=== RECORDS TO PROCESS ===

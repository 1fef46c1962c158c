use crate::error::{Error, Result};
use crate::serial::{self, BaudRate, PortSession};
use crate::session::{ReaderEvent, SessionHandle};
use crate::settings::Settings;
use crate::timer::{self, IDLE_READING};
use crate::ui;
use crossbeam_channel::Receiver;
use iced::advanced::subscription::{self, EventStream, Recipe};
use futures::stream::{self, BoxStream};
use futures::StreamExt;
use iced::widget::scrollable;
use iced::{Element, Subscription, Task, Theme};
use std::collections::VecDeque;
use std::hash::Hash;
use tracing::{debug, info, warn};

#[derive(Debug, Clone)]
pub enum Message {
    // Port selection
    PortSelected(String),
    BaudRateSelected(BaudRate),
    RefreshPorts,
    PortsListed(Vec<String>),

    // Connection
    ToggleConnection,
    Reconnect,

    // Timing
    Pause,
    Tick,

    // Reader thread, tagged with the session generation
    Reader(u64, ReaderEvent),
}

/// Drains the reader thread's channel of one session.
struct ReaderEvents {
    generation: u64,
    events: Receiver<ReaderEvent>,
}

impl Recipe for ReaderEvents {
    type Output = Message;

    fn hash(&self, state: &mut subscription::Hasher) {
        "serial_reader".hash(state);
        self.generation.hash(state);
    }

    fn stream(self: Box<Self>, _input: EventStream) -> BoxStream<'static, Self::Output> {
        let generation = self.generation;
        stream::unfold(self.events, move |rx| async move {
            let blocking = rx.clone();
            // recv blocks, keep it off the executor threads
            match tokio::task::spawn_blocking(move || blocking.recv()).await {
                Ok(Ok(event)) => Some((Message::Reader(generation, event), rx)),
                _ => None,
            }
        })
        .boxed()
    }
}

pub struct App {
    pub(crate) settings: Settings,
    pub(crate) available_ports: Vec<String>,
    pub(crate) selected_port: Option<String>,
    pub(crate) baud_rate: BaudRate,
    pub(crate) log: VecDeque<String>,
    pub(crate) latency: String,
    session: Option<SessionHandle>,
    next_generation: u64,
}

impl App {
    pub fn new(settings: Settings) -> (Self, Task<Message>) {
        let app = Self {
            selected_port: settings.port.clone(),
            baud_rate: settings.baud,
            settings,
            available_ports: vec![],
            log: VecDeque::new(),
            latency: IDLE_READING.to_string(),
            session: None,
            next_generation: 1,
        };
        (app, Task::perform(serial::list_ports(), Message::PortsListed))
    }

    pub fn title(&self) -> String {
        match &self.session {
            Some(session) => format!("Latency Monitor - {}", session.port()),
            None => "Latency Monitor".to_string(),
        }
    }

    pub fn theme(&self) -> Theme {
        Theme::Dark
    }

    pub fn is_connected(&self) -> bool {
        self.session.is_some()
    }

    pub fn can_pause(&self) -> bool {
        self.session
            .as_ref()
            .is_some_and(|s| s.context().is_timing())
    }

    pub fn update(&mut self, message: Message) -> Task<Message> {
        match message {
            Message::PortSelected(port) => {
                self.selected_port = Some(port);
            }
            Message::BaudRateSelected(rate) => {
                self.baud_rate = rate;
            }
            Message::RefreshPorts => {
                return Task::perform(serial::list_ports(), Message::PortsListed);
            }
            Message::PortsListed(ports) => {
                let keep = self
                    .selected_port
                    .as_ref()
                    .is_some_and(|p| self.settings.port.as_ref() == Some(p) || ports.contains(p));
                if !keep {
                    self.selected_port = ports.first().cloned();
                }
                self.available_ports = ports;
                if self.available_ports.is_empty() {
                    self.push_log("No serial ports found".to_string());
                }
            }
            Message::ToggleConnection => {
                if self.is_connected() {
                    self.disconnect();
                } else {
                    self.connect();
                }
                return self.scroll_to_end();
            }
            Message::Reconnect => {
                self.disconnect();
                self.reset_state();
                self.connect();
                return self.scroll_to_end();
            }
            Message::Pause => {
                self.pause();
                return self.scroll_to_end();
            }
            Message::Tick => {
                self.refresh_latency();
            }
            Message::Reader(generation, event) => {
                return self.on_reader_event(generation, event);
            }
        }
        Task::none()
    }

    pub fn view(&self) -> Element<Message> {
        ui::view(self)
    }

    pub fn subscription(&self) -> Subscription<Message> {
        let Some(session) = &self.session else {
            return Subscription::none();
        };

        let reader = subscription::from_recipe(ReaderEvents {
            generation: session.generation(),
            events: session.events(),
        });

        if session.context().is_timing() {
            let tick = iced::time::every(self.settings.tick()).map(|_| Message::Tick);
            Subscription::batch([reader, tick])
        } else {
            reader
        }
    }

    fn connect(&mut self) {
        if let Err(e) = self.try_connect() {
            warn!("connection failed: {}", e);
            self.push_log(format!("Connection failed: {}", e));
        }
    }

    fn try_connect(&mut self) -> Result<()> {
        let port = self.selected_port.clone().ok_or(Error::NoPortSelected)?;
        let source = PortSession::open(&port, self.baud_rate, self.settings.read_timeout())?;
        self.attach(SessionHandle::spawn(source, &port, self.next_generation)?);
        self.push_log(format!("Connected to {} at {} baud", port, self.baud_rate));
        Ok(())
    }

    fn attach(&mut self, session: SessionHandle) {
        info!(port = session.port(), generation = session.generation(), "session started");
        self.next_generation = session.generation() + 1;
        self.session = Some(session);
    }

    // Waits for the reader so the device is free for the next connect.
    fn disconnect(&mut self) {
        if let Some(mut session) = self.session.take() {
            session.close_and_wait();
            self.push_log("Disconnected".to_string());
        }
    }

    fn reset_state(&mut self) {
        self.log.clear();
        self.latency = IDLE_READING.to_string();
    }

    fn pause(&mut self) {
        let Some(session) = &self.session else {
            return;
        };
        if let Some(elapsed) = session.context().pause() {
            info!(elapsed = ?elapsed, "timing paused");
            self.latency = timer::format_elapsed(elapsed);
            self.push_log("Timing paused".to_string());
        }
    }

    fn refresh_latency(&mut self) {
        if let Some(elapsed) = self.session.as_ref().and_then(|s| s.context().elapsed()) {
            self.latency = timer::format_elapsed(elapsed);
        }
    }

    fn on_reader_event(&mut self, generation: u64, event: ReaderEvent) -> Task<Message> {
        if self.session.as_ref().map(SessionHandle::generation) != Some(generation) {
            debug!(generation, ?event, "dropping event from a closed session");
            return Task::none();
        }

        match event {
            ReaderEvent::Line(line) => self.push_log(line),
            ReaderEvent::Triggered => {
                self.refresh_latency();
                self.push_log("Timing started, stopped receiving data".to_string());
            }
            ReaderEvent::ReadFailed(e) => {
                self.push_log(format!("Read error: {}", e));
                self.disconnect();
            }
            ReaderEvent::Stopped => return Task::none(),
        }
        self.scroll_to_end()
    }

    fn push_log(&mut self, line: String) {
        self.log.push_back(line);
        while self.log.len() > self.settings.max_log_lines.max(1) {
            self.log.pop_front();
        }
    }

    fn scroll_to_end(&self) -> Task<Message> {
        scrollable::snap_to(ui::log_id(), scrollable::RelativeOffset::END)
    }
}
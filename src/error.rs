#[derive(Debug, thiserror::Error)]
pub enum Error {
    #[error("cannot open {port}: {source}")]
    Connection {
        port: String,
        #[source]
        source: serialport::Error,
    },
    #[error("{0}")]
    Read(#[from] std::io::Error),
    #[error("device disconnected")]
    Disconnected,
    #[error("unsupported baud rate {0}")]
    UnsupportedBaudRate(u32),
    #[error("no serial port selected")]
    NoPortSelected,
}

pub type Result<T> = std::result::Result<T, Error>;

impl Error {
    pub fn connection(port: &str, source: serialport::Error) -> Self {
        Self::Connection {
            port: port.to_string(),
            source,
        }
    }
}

=== TASK BRIEF ===
The required result is a verbatim copy of all the entries.

=== EXPECTED ANSWER ===
repository 1fef46c1962c158c
use crate::error::{Error, Result};
use crate::serial::{self, BaudRate, PortSession};
use crate::session::{ReaderEvent, SessionHandle};
use crate::settings::Settings;
use crate::timer::{self, IDLE_READING};
use crate::ui;
use crossbeam_channel::Receiver;
use iced::advanced::subscription::{self, EventStream, Recipe};
use futures::stream::{self, BoxStream};
use futures::StreamExt;
use iced::widget::scrollable;
use iced::{Element, Subscription, Task, Theme};
use std::collections::VecDeque;
use std::hash::Hash;
use tracing::{debug, info, warn};

#[derive(Debug, Clone)]
pub enum Message {
    // Port selection
    PortSelected(String),
    BaudRateSelected(BaudRate),
    RefreshPorts,
    PortsListed(Vec<String>),

    // Connection
    ToggleConnection,
    Reconnect,

    // Timing
    Pause,
    Tick,

    // Reader thread, tagged with the session generation
    Reader(u64, ReaderEvent),
}

/// Drains the reader thread's channel of one session.
struct ReaderEvents {
    generation: u64,
    events: Receiver<ReaderEvent>,
}

impl Recipe for ReaderEvents {
    type Output = Message;

    fn hash(&self, state: &mut subscription::Hasher) {
        "serial_reader".hash(state);
        self.generation.hash(state);
    }

    fn stream(self: Box<Self>, _input: EventStream) -> BoxStream<'static, Self::Output> {
        let generation = self.generation;
        stream::unfold(self.events, move |rx| async move {
            let blocking = rx.clone();
            // recv blocks, keep it off the executor threads
            match tokio::task::spawn_blocking(move || blocking.recv()).await {
                Ok(Ok(event)) => Some((Message::Reader(generation, event), rx)),
                _ => None,
            }
        })
        .boxed()
    }
}

pub struct App {
    pub(crate) settings: Settings,
    pub(crate) available_ports: Vec<String>,
    pub(crate) selected_port: Option<String>,
    pub(crate) baud_rate: BaudRate,
    pub(crate) log: VecDeque<String>,
    pub(crate) latency: String,
    session: Option<SessionHandle>,
    next_generation: u64,
}

impl App {
    pub fn new(settings: Settings) -> (Self, Task<Message>) {
        let app = Self {
            selected_port: settings.port.clone(),
            baud_rate: settings.baud,
            settings,
            available_ports: vec![],
            log: VecDeque::new(),
            latency: IDLE_READING.to_string(),
            session: None,
            next_generation: 1,
        };
        (app, Task::perform(serial::list_ports(), Message::PortsListed))
    }

    pub fn title(&self) -> String {
        match &self.session {
            Some(session) => format!("Latency Monitor - {}", session.port()),
            None => "Latency Monitor".to_string(),
        }
    }

    pub fn theme(&self) -> Theme {
        Theme::Dark
    }

    pub fn is_connected(&self) -> bool {
        self.session.is_some()
    }

    pub fn can_pause(&self) -> bool {
        self.session
            .as_ref()
            .is_some_and(|s| s.context().is_timing())
    }

    pub fn update(&mut self, message: Message) -> Task<Message> {
        match message {
            Message::PortSelected(port) => {
                self.selected_port = Some(port);
            }
            Message::BaudRateSelected(rate) => {
                self.baud_rate = rate;
            }
            Message::RefreshPorts => {
                return Task::perform(serial::list_ports(), Message::PortsListed);
            }
            Message::PortsListed(ports) => {
                let keep = self
                    .selected_port
                    .as_ref()
                    .is_some_and(|p| self.settings.port.as_ref() == Some(p) || ports.contains(p));
                if !keep {
                    self.selected_port = ports.first().cloned();
                }
                self.available_ports = ports;
                if self.available_ports.is_empty() {
                    self.push_log("No serial ports found".to_string());
                }
            }
            Message::ToggleConnection => {
                if self.is_connected() {
                    self.disconnect();
                } else {
                    self.connect();
                }
                return self.scroll_to_end();
            }
            Message::Reconnect => {
                self.disconnect();
                self.reset_state();
                self.connect();
                return self.scroll_to_end();
            }
            Message::Pause => {
                self.pause();
                return self.scroll_to_end();
            }
            Message::Tick => {
                self.refresh_latency();
            }
            Message::Reader(generation, event) => {
                return self.on_reader_event(generation, event);
            }
        }
        Task::none()
    }

    pub fn view(&self) -> Element<Message> {
        ui::view(self)
    }

    pub fn subscription(&self) -> Subscription<Message> {
        let Some(session) = &self.session else {
            return Subscription::none();
        };

        let reader = subscription::from_recipe(ReaderEvents {
            generation: session.generation(),
            events: session.events(),
        });

        if session.context().is_timing() {
            let tick = iced::time::every(self.settings.tick()).map(|_| Message::Tick);
            Subscription::batch([reader, tick])
        } else {
            reader
        }
    }

    fn connect(&mut self) {
        if let Err(e) = self.try_connect() {
            warn!("connection failed: {}", e);
            self.push_log(format!("Connection failed: {}", e));
        }
    }

    fn try_connect(&mut self) -> Result<()> {
        let port = self.selected_port.clone().ok_or(Error::NoPortSelected)?;
        let source = PortSession::open(&port, self.baud_rate, self.settings.read_timeout())?;
        self.attach(SessionHandle::spawn(source, &port, self.next_generation)?);
        self.push_log(format!("Connected to {} at {} baud", port, self.baud_rate));
        Ok(())
    }

    fn attach(&mut self, session: SessionHandle) {
        info!(port = session.port(), generation = session.generation(), "session started");
        self.next_generation = session.generation() + 1;
        self.session = Some(session);
    }

    // Waits for the reader so the device is free for the next connect.
    fn disconnect(&mut self) {
        if let Some(mut session) = self.session.take() {
            session.close_and_wait();
            self.push_log("Disconnected".to_string());
        }
    }

    fn reset_state(&mut self) {
        self.log.clear();
        self.latency = IDLE_READING.to_string();
    }

    fn pause(&mut self) {
        let Some(session) = &self.session else {
            return;
        };
        if let Some(elapsed) = session.context().pause() {
            info!(elapsed = ?elapsed, "timing paused");
            self.latency = timer::format_elapsed(elapsed);
            self.push_log("Timing paused".to_string());
        }
    }

    fn refresh_latency(&mut self) {
        if let Some(elapsed) = self.session.as_ref().and_then(|s| s.context().elapsed()) {
            self.latency = timer::format_elapsed(elapsed);
        }
    }

    fn on_reader_event(&mut self, generation: u64, event: ReaderEvent) -> Task<Message> {
        if self.session.as_ref().map(SessionHandle::generation) != Some(generation) {
            debug!(generation, ?event, "dropping event from a closed session");
            return Task::none();
        }

        match event {
            ReaderEvent::Line(line) => self.push_log(line),
            ReaderEvent::Triggered => {
                self.refresh_latency();
                self.push_log("Timing started, stopped receiving data".to_string());
            }
            ReaderEvent::ReadFailed(e) => {
                self.push_log(format!("Read error: {}", e));
                self.disconnect();
            }
            ReaderEvent::Stopped => return Task::none(),
        }
        self.scroll_to_end()
    }

    fn push_log(&mut self, line: String) {
        self.log.push_back(line);
        while self.log.len() > self.settings.max_log_lines.max(1) {
            self.log.pop_front();
        }
    }

    fn scroll_to_end(&self) -> Task<Message> {
        scrollable::snap_to(ui::log_id(), scrollable::RelativeOffset::END)
    }
}
filename src/error.rs
#[derive(Debug, thiserror::Error)]
pub enum Error {
    #[error("cannot open {port}: {source}")]
    Connection {
        port: String,
        #[source]
        source: serialport::Error,
    },
    #[error("{0}")]
    Read(#[from] std::io::Error),
    #[error("device disconnected")]
    Disconnected,
    #[error("unsupported baud rate {0}")]
    UnsupportedBaudRate(u32),
    #[error("no serial port selected")]
    NoPortSelected,
}

pub type Result<T> = std::result::Result<T, Error>;

impl Error {
    pub fn connection(port: &str, source: serialport::Error) -> Self {
        Self::Connection {
            port: port.to_string(),
            source,
        }
    }
}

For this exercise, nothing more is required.